All that changed when he kissed her for the first time. Then she’d been the one whose words hadn’t come out right. The one who turned red with a melting heat that made her restless inside. She’d learned then that kisses were addictive. Like all addictions, however, she soon craved more. So, it seemed, did he.
They’d met in secret at first, usually in the grassy, sun-dappled spot beneath a corkscrew willow where Rafe had taught her to fish. No one in their families had known how things had changed between them. Not until Rafe had asked her to his senior prom. She’d been wild with excitement. Not even Mark Fabrizio’s anger when he’d found out had dented her bliss.
The night before the prom had been unseasonably hot. The big old farmhouse hadn’t been air-conditioned in those days, and the fan by her bed only served to move the steamy air around in a thick circle. When Rafe had thrown pebbles at her window to get her attention, then suggested a moonlight swim, she’d been more than ready.
Instead of taking her to their spot by the river Rafe had decided to go to the pond instead because the path to the river was treacherous at night, even when the moon was high. In the pond, hidden behind a thick tangle of blackberry canes, they’d played in the cool water like kids, splashing and ducking one another.
Realizing that sound carried, Rafe had stifled her giggles with his hand first and then his mouth. Those playful kisses soon grew more passionate, their mutual touching more intimate. Soon his hands were sliding into the cups of her bathing suit to massage her breasts, and hers were tugging at his trunks.
Bathed in silver, they explored one another awkwardly, driven by their wild need for one another. They’d made promises, spoken words of love that seemed shiny and new. She’d explored his body with a frank interest that seemed to arouse him even more, until finally something seemed to snap inside him.
It happened fast then, the two of them kissing frantically as they stripped off their suits. His eyes had grown hot when he’d looked at her naked body for the first time, and his hands had trembled as they’d explored her with a touching reverence.
With each virgin touch, new sensations had thrummed through her, until she’d been writhing beneath his hand, desperate for something she couldn’t quite understand.
She’d been sobbing in pleasure and need when he’d parted her thighs.
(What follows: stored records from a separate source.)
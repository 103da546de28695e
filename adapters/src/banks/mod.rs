//! Partner bank adapters

pub mod itau;
pub mod jpmorgan;
pub mod stone;

pub use itau::ItauAdapter;
pub use jpmorgan::JpMorganAdapter;
pub use stone::StoneAdapter;

use crate::metrics;
use crate::transport::{OutboundRequest, RawResponse, Transport};
use crate::{Error, Result};
use boleto_core::taxonomy::codes;
use boleto_core::BoletoResponse;
use std::time::{Duration, Instant};
use tracing::debug;

/// Message used when the bank timed out without a transport error
pub const GATEWAY_TIMEOUT_MESSAGE: &str = "GatewayTimeout";

/// Send through `transport`, recording duration and outcome
pub(crate) async fn send_timed(
    transport: &Transport,
    request: OutboundRequest,
    timeout: Duration,
    bank: &str,
    operation: &str,
    metric: &str,
) -> Result<RawResponse> {
    let start = Instant::now();
    let result = transport.send(request, timeout, operation).await;
    let elapsed = start.elapsed().as_secs_f64();

    let outcome = match &result {
        Ok(raw) if (200..300).contains(&raw.status) => "ok",
        Ok(_) => "rejected",
        Err(Error::Timeout { .. }) => "timeout",
        Err(_) => "error",
    };
    metrics::observe(bank, operation, outcome, elapsed);
    debug!(bank = bank, metric = metric, seconds = elapsed, "Bank call timed");

    result
}

/// `MPTimeout` response carrying the transport failure text
pub(crate) fn timeout_response(error: Option<&Error>) -> BoletoResponse {
    let message = error
        .map(|e| e.to_string())
        .unwrap_or_else(|| GATEWAY_TIMEOUT_MESSAGE.to_string());
    BoletoResponse::from_error(codes::MP_TIMEOUT, message).with_status_code(504)
}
There would be pain, she knew, but it would pass, and then he would be inside her. Eagerly she reached for him, opening her legs wider. She remembered a feeling of moist warmth and then his body was covering hers. She braced for the invasion—and then he had rolled away from her, his breath coming in harsh gasps and those big fists clenched tightly.
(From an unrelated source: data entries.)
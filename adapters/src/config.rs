//! Gateway configuration
//!
//! Sources, later ones overriding earlier ones:
//! 1. Built-in defaults
//! 2. `CONFIG_FILE`, or `config/<ENVIRONMENT>` when unset (optional)
//! 3. `BOLETO_GATEWAY_*` environment variables, `__` between nested keys
//!    (`BOLETO_GATEWAY_TIMEOUTS__REGISTER_SECS=20`)

use config::{ConfigError, Environment, File};
use serde::{Deserialize, Serialize};
use std::env;
use std::time::Duration;

/// Per-operation timeouts
#[derive(Debug, Deserialize, Serialize, Clone, PartialEq, Eq)]
pub struct TimeoutConfig {
    /// Register call
    pub register_secs: u64,
    /// Ticket exchange
    pub token_secs: u64,
    /// Anything else (JPMorgan register)
    pub default_secs: u64,
}

impl TimeoutConfig {
    /// Register timeout
    pub fn register(&self) -> Duration {
        Duration::from_secs(self.register_secs)
    }

    /// Ticket timeout
    pub fn token(&self) -> Duration {
        Duration::from_secs(self.token_secs)
    }

    /// Default timeout
    pub fn default_timeout(&self) -> Duration {
        Duration::from_secs(self.default_secs)
    }
}

/// Bank endpoints
#[derive(Debug, Deserialize, Serialize, Clone, PartialEq, Eq)]
pub struct BankUrls {
    /// JPMorgan register
    pub jpmorgan: String,
    /// Stone register
    pub stone: String,
    /// Itaú ticket exchange
    pub itau_ticket: String,
    /// Itaú register
    pub itau_register: String,
}

/// Logical certificate names resolved through the certificate provider
#[derive(Debug, Deserialize, Serialize, Clone, PartialEq, Eq)]
pub struct CertificateNames {
    /// JPMorgan mutual TLS client certificate
    pub jpmorgan_crt: String,
    /// JPMorgan mutual TLS client key
    pub jpmorgan_key: String,
    /// JPMorgan RS256 signing key
    pub jpmorgan_sign_key: String,
}

/// Gateway configuration
#[derive(Debug, Deserialize, Serialize, Clone, PartialEq, Eq)]
pub struct GatewayConfig {
    /// Plain transport without client certificates (sandboxes and tests)
    pub mock_mode: bool,
    /// Skip server certificate verification
    pub accept_invalid_certs: bool,
    /// Itaú environment flag sent in `tipo_ambiente` (1 = test, 2 = production)
    pub itau_environment: String,
    /// Directory read by the file certificate provider
    pub certificates_dir: String,
    /// Timeouts
    pub timeouts: TimeoutConfig,
    /// Endpoints
    pub urls: BankUrls,
    /// Certificate names
    pub certificates: CertificateNames,
}

impl Default for GatewayConfig {
    fn default() -> Self {
        Self {
            mock_mode: false,
            accept_invalid_certs: false,
            itau_environment: "1".to_string(),
            certificates_dir: "./certificates".to_string(),
            timeouts: TimeoutConfig {
                register_secs: 30,
                token_secs: 10,
                default_secs: 40,
            },
            urls: BankUrls {
                jpmorgan: "https://apigatewayqaf.jpmorgan.com/tsapi/v1/boletos".to_string(),
                stone: "https://sandbox-api.openbank.stone.com.br/api/v1/barcode_payment_invoices"
                    .to_string(),
                itau_ticket: "https://oauth.itau.com.br/identity/connect/token".to_string(),
                itau_register:
                    "https://gerador-boletos.itau.com.br/router-gateway-app/public/codigo_barras/registro"
                        .to_string(),
            },
            certificates: CertificateNames {
                jpmorgan_crt: "jpmorgan_crt".to_string(),
                jpmorgan_key: "jpmorgan_key".to_string(),
                jpmorgan_sign_key: "jpmorgan_sign_key".to_string(),
            },
        }
    }
}

impl GatewayConfig {
    /// Load configuration from defaults, optional file and environment
    pub fn from_env() -> Result<Self, ConfigError> {
        let environment = env::var("ENVIRONMENT").unwrap_or_else(|_| "development".to_string());
        let defaults = Self::default();

        let mut builder = config::Config::builder()
            .set_default("mock_mode", defaults.mock_mode)?
            .set_default("accept_invalid_certs", defaults.accept_invalid_certs)?
            .set_default("itau_environment", defaults.itau_environment)?
            .set_default("certificates_dir", defaults.certificates_dir)?
            .set_default("timeouts.register_secs", defaults.timeouts.register_secs)?
            .set_default("timeouts.token_secs", defaults.timeouts.token_secs)?
            .set_default("timeouts.default_secs", defaults.timeouts.default_secs)?
            .set_default("urls.jpmorgan", defaults.urls.jpmorgan)?
            .set_default("urls.stone", defaults.urls.stone)?
            .set_default("urls.itau_ticket", defaults.urls.itau_ticket)?
            .set_default("urls.itau_register", defaults.urls.itau_register)?
            .set_default("certificates.jpmorgan_crt", defaults.certificates.jpmorgan_crt)?
            .set_default("certificates.jpmorgan_key", defaults.certificates.jpmorgan_key)?
            .set_default(
                "certificates.jpmorgan_sign_key",
                defaults.certificates.jpmorgan_sign_key,
            )?;

        if let Ok(config_file) = env::var("CONFIG_FILE") {
            builder = builder.add_source(File::with_name(&config_file).required(false));
        } else {
            builder = builder.add_source(
                File::with_name(&format!("config/{}", environment)).required(false),
            );
        }

        builder = builder.add_source(
            Environment::with_prefix("BOLETO_GATEWAY")
                .prefix_separator("_")
                .separator("__")
                .try_parsing(true),
        );

        if let Ok(mock) = env::var("MOCK_BANKS") {
            builder = builder.set_override("mock_mode", mock == "true" || mock == "1")?;
        }

        builder.build()?.try_deserialize()
    }

    /// Reject configurations that would fail on the first request
    pub fn validate(&self) -> Result<(), String> {
        if self.timeouts.register_secs == 0
            || self.timeouts.token_secs == 0
            || self.timeouts.default_secs == 0
        {
            return Err("Timeouts must be greater than zero".to_string());
        }

        let urls = [
            ("jpmorgan", &self.urls.jpmorgan),
            ("stone", &self.urls.stone),
            ("itau_ticket", &self.urls.itau_ticket),
            ("itau_register", &self.urls.itau_register),
        ];
        if let Some((name, _)) = urls.iter().find(|(_, url)| url.trim().is_empty()) {
            return Err(format!("URL for {} is required", name));
        }

        Ok(())
    }
}

#[cfg(test)]
mod tests {
    use super::*;

    #[test]
    fn test_default_is_valid() {
        let config = GatewayConfig::default();
        assert!(config.validate().is_ok());
        assert_eq!(config.timeouts.token(), Duration::from_secs(10));
    }

    #[test]
    fn test_validate_rejects_zero_timeout() {
        let mut config = GatewayConfig::default();
        config.timeouts.token_secs = 0;
        assert!(config.validate().is_err());
    }

    #[test]
    fn test_validate_rejects_empty_url() {
        let mut config = GatewayConfig::default();
        config.urls.stone = " ".to_string();
        assert_eq!(config.validate().unwrap_err(), "URL for stone is required");
    }

    #[test]
    fn test_from_env_uses_defaults() {
        let config = GatewayConfig::from_env().unwrap();
        assert!(config.validate().is_ok());
        assert!(!config.urls.jpmorgan.is_empty());
    }
}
He must have explained, but the words were lost to her now. Or perhaps she simply hadn’t listened. The terrible feeling of humiliation and hurt, though, she remembered vividly to this day.
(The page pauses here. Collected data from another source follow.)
/// Non-zero agreement number
pub fn validate_agreement_number(request: &mut BoletoRequest) -> RuleResult {
    if request.agreement.agreement_number == 0 {
        return Err(bad_request("o código do contrato deve ser preenchido"));
    }
    Ok(())
}

/// Non-empty account
pub fn validate_account_present(request: &mut BoletoRequest) -> RuleResult {
    if request.agreement.account.trim().is_empty() {
        return Err(bad_request("a conta deve ser preenchida"));
    }
    Ok(())
}

// =========================================================================
// BANCO DO BRASIL / BRADESCO
// =========================================================================

/// Banco do Brasil our number upper bound
pub const BB_MAX_OUR_NUMBER: u64 = 9_999_999_999;

/// Banco do Brasil instructions limit, in characters
pub const BB_MAX_INSTRUCTIONS: usize = 220;

/// Banco do Brasil document number limit, in characters
pub const BB_MAX_DOCUMENT_NUMBER: usize = 15;

/// Banco do Brasil our number range
pub fn validate_bb_our_number(request: &mut BoletoRequest) -> RuleResult {
    if request.title.our_number > BB_MAX_OUR_NUMBER {
        return Err(ErrorResponse::new(codes::MP_OUR_NUMBER, "Nosso número inválido"));
    }
    Ok(())
}

/// Banco do Brasil wallet variation must be set
pub fn validate_bb_wallet_variation(request: &mut BoletoRequest) -> RuleResult {
    if request.agreement.wallet_variation < 1 {
        return Err(ErrorResponse::new(
            codes::MP_WALLET_VARIATION,
            "Variação da carteira inválida",
        ));
    }
    Ok(())
}

/// Banco do Brasil instructions limit
pub fn validate_bb_instructions(request: &mut BoletoRequest) -> RuleResult {
    if request.title.instructions.chars().count() > BB_MAX_INSTRUCTIONS {
        return Err(bad_request(format!(
            "Instruções não podem passar de {} caracteres",
            BB_MAX_INSTRUCTIONS
        )));
    }
    Ok(())
}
The next morning, with her eyes swollen from the copious tears she’d shed and her throat raw from the sobs she’d swallowed so that no one would hear, she’d found out that they’d been seen. By whom, she’d never known for certain. One of her brothers, probably. It hardly mattered. The damage had been done.
Her father’s brown eyes had been filled with disappointment and sorrow when he’d told her that her brother had confronted Rafe with the truth and insisted that he marry her. Danni had felt a rush of joy, only to have her heart ripped in two when Papa had added in a tight, angry voice that Rafe had left the valley instead. If there was a baby, it was agreed between her father and Tonio Fabrizio that Mark would claim it as his own.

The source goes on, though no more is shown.